On Fri, Nov 1, 2013 at 8:46 PM, Zach Beane xach@xach.com wrote:
I'll try to put together a small test case. In the meantime, here are my ultimate goals:
Load internal (e.g. "ASDF") and special (e.g. SBCL contribs) systems normally
Strictly and explicitly map where all other systems are found, with no fallback to the central registry, source registry, etc.
Save all FASLs for non-internal, non-special systems in a fresh directory of my choosing
The idea is to isolate the system load and avoid introducing untracked implicit dependencies from outside sources.
Interesting: as I'm integrating our Lisp build into the Google infrastructure, I find that I'm doing pretty much the same thing. The build is driven by a program called blaze that is exactly what you'd imagine if you were to design a massively scalable build system: http://google-engtools.blogspot.com/2011/08/build-in-cloud-how-build-system-...

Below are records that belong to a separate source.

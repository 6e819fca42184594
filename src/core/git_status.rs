//! Type-safe classification of a changed file.
//!
//! This module defines [`ChangeKind`], the four buckets smooth shows to users
//! instead of git's two-column status codes.
//!
//! # Public API
//! - [`ChangeKind`]: Added, modified, deleted or renamed
//!
//! # Classification
//! Porcelain status lines start with a two-character code (index column, then
//! work-tree column). Precedence is fixed: any `A` or the untracked marker `??`
//! means added, then any `D` means deleted, then any `R` means renamed, and
//! everything else is modified.

use serde::{Deserialize, Serialize};
use std::fmt;

#[derive(Debug, Clone, Copy, PartialEq, Eq, Hash, Serialize, Deserialize)]
#[serde(rename_all = "lowercase")]
pub enum ChangeKind {
    Added,
    Modified,
    Deleted,
    Renamed,
}

impl ChangeKind {
    /// Classify a two-character porcelain status code
    pub fn from_porcelain(code: &str) -> ChangeKind {
        if code == "??" || code.contains('A') {
            ChangeKind::Added
        } else if code.contains('D') {
            ChangeKind::Deleted
        } else if code.contains('R') {
            ChangeKind::Renamed
        } else {
            ChangeKind::Modified
        }
    }

    /// Human-readable description used in listings
    pub fn description(&self) -> &'static str {
        match self {
            ChangeKind::Added => "added",
            ChangeKind::Modified => "modified",
            ChangeKind::Deleted => "deleted",
            ChangeKind::Renamed => "renamed",
        }
    }

    /// Single-letter marker for compact listings
    pub fn as_str(&self) -> &'static str {
        match self {
            ChangeKind::Added => "A",
            ChangeKind::Modified => "M",
            ChangeKind::Deleted => "D",
            ChangeKind::Renamed => "R",
        }
    }
}

impl fmt::Display for ChangeKind {
    fn fmt(&self, f: &mut fmt::Formatter<'_>) -> fmt::Result {
        f.write_str(self.description())
    }
}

We build and store single fasls for our blaze packages with the equivalent of fasl-op or monolithic-fasl-op, after having loaded all fasl's for the dependencies, and (if using asdf at all) registering all the dependencies as preloaded. We configure empty source registries except for the tree of the package being built, so ASDF when we use it never looks for (or at) anything but the system at hand. They are empty when deploying. If we were not building at all, we could disable the central and source registries entirely by removing them from the *system-definition-search-functions*. This strategy works because blaze always knows in advance the dependencies that a lisp process will load during build. If you want to let the user dynamically choose which systems to load, you can "simply" replace the search function by one that does what you want, or register a directory in either registry that has a trivial .asd file that loads the corresponding fasl, in the style of the binary-op output.
Unhappily, my current work is all too tied to Google-specific infrastructure and unlikely to be untangled enough to be opensourced (unless someone publishes a blaze clone), but you get the idea.
Are you building binary distributions for the next version of quicklisp?